Hugh Baird (10 September 1770 - 24 September 1827) was a Scottish civil engineer, who designed and oversaw the building of the Union Canal.

==Life==

Born at Westertown, Bothkennar, Stirlingshire, he was the son of Nicol Baird, surveyor to the Forth and Clyde Canal, and was a younger brother of engineer Charles Baird.

In 1799 he was a Burgess of Glasgow town council and is listed with his brother as "H & R Baird Enginners" at Hamilton Hill on the Old Canal Basin.

His father, Nicol Baird died in 1807, and Hugh Baird succeeded him as surveyor to the canal. In 1810 he put forward designs for extending Grangemouth docks, although nothing was built. Baird was appointed resident engineer to the Forth and Clyde Canal in 1812, on a salary of £250 a year.

In 1813, Baird was commissioned to prepare a scheme for linking Edinburgh to the Forth and Clyde Canal, via an "arm", or branch canal, between Falkirk and Fountainbridge, Edinburgh. Alternative designs included schemes by John Rennie and Robert Stevenson, as well as earlier proposals by Ainslie and Whitworth (1797). Thomas Telford supported Baird's proposal in 1815, and an act of Parliament was passed two years later. Baird was appointed chief engineer to the new canal, which became the Union Canal, on a salary of £500 a year. The canal was begun in March 1818 and was opened in May 1822. Although the canal had only one flight of locks, at Falkirk (since replaced by the Falkirk Wheel), it was necessary to construct three substantial aqueducts; the Avon Aqueduct, the Almond Aqueduct and the Slateford Aqueduct. These were designed by Baird with Telford's advice, and are modelled on Telford's Chirk Aqueduct on the Ellesmere Canal. The canal also includes Scotland's only canal tunnel, at Falkirk, 630 m long.

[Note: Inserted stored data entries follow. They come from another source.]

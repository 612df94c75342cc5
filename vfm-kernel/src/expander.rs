//! 分辨率展开器
//!
//! 将一批混合水平分辨率的VFM行（ntimes × 5515）展开为统一分辨率的块
//! （545 × 15·ntimes）。低分辨率波段的每个原始子列在水平方向上重复：
//! 波段A每组重复5列，波段B每组重复3列，波段C保持原样。
//!
//! 输出高度轴依次为波段A的55层、波段B的200层、波段C的290层；输出列按
//! （原始时间索引，子列0..14）行主序排列。该操作只做结构重排，不改变任何值，
//! 因此可以作用于打包的标志字，也可以作用于已解码的数据。

use log::{debug, warn};
use ndarray::{s, Array2, ArrayView1, ArrayView2, ArrayViewD, ArrayViewMut2, Axis, Ix2};
use vfm_core::{FlagWord, VfmError, BANDS, BLOCK_COLUMNS, BLOCK_LEVELS, ROW_LEN};

use crate::parallel::Parallelism;

/// 输入行数组的方向
#[derive(Debug, Clone, Copy, PartialEq, Eq)]
pub enum RowOrientation {
    /// (ntimes, 5515)
    TimeMajor,
    /// (5515, ntimes)，需要转置
    Transposed,
}

/// 判断输入数组的方向
///
/// 只检查哪个轴长度为5515：第二个轴优先，其次第一个轴。两个轴都为5515时
/// 按`TimeMajor`处理，这是已知的歧义，此处不做进一步推断。
pub fn detect_orientation(shape: (usize, usize)) -> Result<RowOrientation, VfmError> {
    let (ntimes, rowlen) = shape;
    if rowlen == ROW_LEN {
        Ok(RowOrientation::TimeMajor)
    } else if ntimes == ROW_LEN {
        Ok(RowOrientation::Transposed)
    } else {
        Err(VfmError::Shape(format!(
            "Could not find a dimension with length {ROW_LEN}: shape=({ntimes}, {rowlen})"
        )))
    }
}

/// 展开VFM行，默认并行
///
/// # 参数
/// - `rows`: (ntimes, 5515) 或 (5515, ntimes) 的标志字数组
///
/// # 返回
/// - `Ok(Array2)`: (545, 15·ntimes) 的统一分辨率块
/// - `Err(VfmError::Shape)`: 没有长度为5515的轴
pub fn expand(rows: ArrayView2<FlagWord>) -> Result<Array2<FlagWord>, VfmError> {
    expand_with(rows, Parallelism::default())
}

/// 展开VFM行，指定并行方式
pub fn expand_with(
    rows: ArrayView2<FlagWord>,
    parallelism: Parallelism,
) -> Result<Array2<FlagWord>, VfmError> {
    let rows = match detect_orientation(rows.dim())? {
        RowOrientation::TimeMajor => rows,
        RowOrientation::Transposed => {
            warn!(
                "VFM rows have shape {:?}, transposing to find the {ROW_LEN}-word axis",
                rows.dim()
            );
            rows.reversed_axes()
        }
    };
    let ntimes = rows.nrows();

    // 按 (时间×子列, 高度) 填充，每个输入行写入自己的15×545切片
    let mut profiles = Array2::<FlagWord>::zeros((ntimes * BLOCK_COLUMNS, BLOCK_LEVELS));
    parallelism.maybe_par_bridge_for_each(
        profiles
            .axis_chunks_iter_mut(Axis(0), BLOCK_COLUMNS)
            .zip(rows.outer_iter()),
        |(out, row)| expand_row(row, out),
    );

    let block = profiles.reversed_axes().as_standard_layout().into_owned();
    debug!(
        "expanded {} VFM rows into a {:?} block ({:?})",
        ntimes,
        block.dim(),
        parallelism
    );
    Ok(block)
}

/// 展开任意维度的输入，非二维时返回`Shape`错误
pub fn expand_dyn(rows: ArrayViewD<FlagWord>) -> Result<Array2<FlagWord>, VfmError> {
    let ndim = rows.ndim();
    let rows = rows.into_dimensionality::<Ix2>().map_err(|_| {
        VfmError::Shape(format!("Input data should have 2 dimensions, got {ndim}"))
    })?;
    expand(rows)
}

/// 将连续存放的标志字缓冲区整理为 (n, 5515) 的行数组
pub fn rows_from_flat(words: Vec<FlagWord>) -> Result<Array2<FlagWord>, VfmError> {
    let len = words.len();
    if len == 0 || len % ROW_LEN != 0 {
        return Err(VfmError::Shape(format!(
            "Buffer of {len} words is not a whole number of {ROW_LEN}-word rows"
        )));
    }
    Array2::from_shape_vec((len / ROW_LEN, ROW_LEN), words)
        .map_err(|e| VfmError::Shape(e.to_string()))
}

/// 展开单个VFM行到 (15, 545) 的输出切片
fn expand_row(row: ArrayView1<FlagWord>, mut out: ArrayViewMut2<FlagWord>) {
    for band in &BANDS {
        let levels = band.block_range();
        for column in 0..BLOCK_COLUMNS {
            let source = band.group_range(band.source_group(column));
            out.slice_mut(s![column, levels.clone()])
                .assign(&row.slice(s![source]));
        }
    }
}
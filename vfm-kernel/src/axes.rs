//! 辅助坐标轴
//!
//! 为展开块提供高度轴和水平位置轴，供外部绘图层使用。

use ndarray::{Array1, ArrayView1};
use vfm_core::{band_of_level, VfmError, BLOCK_COLUMNS, BLOCK_LEVELS};

/// 高度轴有效范围（km），开区间
pub const ALTITUDE_RANGE_KM: (f64, f64) = (-0.5, 30.0);

/// 展开块每个高度层的标称高度（km），从高到低
pub fn nominal_altitudes() -> Array1<f64> {
    Array1::from_shape_fn(BLOCK_LEVELS, |level| {
        band_of_level(level)
            .map(|band| {
                let steps = (level - band.block_offset + 1) as f64;
                band.top_km - steps * band.vertical_km
            })
            .unwrap_or(f64::NAN)
    })
}

/// 保留位于 (-0.5, 30) km 内的高度值
pub fn filter_altitudes(altitudes: &[f64]) -> Vec<f64> {
    let (low, high) = ALTITUDE_RANGE_KM;
    altitudes
        .iter()
        .copied()
        .filter(|&alt| alt > low && alt < high)
        .collect()
}

/// 将每个VFM行一个的位置值（纬度或经度）线性插值到最细水平分辨率
///
/// 采样点为 `k - 0.5`，节点为 `15 * (t - 0.5)`，两端超出部分取端点值。
///
/// # 参数
/// - `coarse`: 每个VFM行的位置值
/// - `n_profiles`: 输出采样点数，通常为 `15 * coarse.len()`
pub fn interpolate_positions(
    coarse: ArrayView1<f64>,
    n_profiles: usize,
) -> Result<Array1<f64>, VfmError> {
    let n = coarse.len();
    if n == 0 {
        return Err(VfmError::Shape(
            "Cannot interpolate positions from an empty axis".to_string(),
        ));
    }

    let step = BLOCK_COLUMNS as f64;
    let first_knot = -0.5 * step;
    let last = (n - 1) as f64;

    Ok(Array1::from_shape_fn(n_profiles, |k| {
        let x = k as f64 - 0.5;
        let u = (x - first_knot) / step;
        if u <= 0.0 {
            coarse[0]
        } else if u >= last {
            coarse[n - 1]
        } else {
            let i = u.floor() as usize;
            let frac = u - i as f64;
            coarse[i] * (1.0 - frac) + coarse[i + 1] * frac
        }
    }))
}

#[cfg(test)]
mod tests {
    use super::*;
    use ndarray::arr1;

    fn close(a: f64, b: f64) -> bool {
        (a - b).abs() < 1e-9
    }

    #[test]
    fn test_nominal_altitudes() {
        let alt = nominal_altitudes();
        assert_eq!(alt.len(), BLOCK_LEVELS);
        assert!(close(alt[0], 29.92));
        assert!(close(alt[54], 20.2));
        assert!(close(alt[55], 20.14));
        assert!(close(alt[254], 8.2));
        assert!(close(alt[255], 8.17));
        assert!(close(alt[544], -0.5));

        // 严格递减
        for i in 1..BLOCK_LEVELS {
            assert!(alt[i] < alt[i - 1]);
        }
    }

    #[test]
    fn test_filter_altitudes() {
        let alt = [40.0, 30.0, 29.9, 8.2, 0.0, -0.5, -1.0];
        assert_eq!(filter_altitudes(&alt), vec![29.9, 8.2, 0.0]);
        assert!(filter_altitudes(&[]).is_empty());
    }

    #[test]
    fn test_interpolate_positions() {
        let coarse = arr1(&[0.0, 15.0, 30.0]);
        let fine = interpolate_positions(coarse.view(), 45).unwrap();
        assert_eq!(fine.len(), 45);

        // 第一个节点位于 -7.5，k=0 的采样点 -0.5 已在其后
        assert!(close(fine[0], 7.0));
        assert!(close(fine[7], 14.0));
        // 超出最后一个节点 (22.5) 后取端点值
        assert!(close(fine[23], 30.0));
        assert!(close(fine[44], 30.0));

        for k in 1..45 {
            assert!(fine[k] >= fine[k - 1]);
        }
    }

    #[test]
    fn test_interpolate_single_value() {
        let coarse = arr1(&[42.0]);
        let fine = interpolate_positions(coarse.view(), 15).unwrap();
        assert!(fine.iter().all(|&v| close(v, 42.0)));
    }

    #[test]
    fn test_interpolate_empty_axis() {
        let coarse = Array1::<f64>::zeros(0);
        assert!(matches!(
            interpolate_positions(coarse.view(), 15),
            Err(VfmError::Shape(_))
        ));
    }
}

Hugh Baird was also involved with the Crinan Canal in Argyll, and the Ulverston Canal in Cumbria. He died at Kelvinhead, and was buried at Kilsyth. Baird Road in Ratho, Edinburgh was named after Hugh Baird. His son, Nicol Hugh Baird (1796–1849), emigrated to Canada, where he worked on a number of canal projects.

==Artistic recognition==

He was portrayed by Daniel Macnee RSA.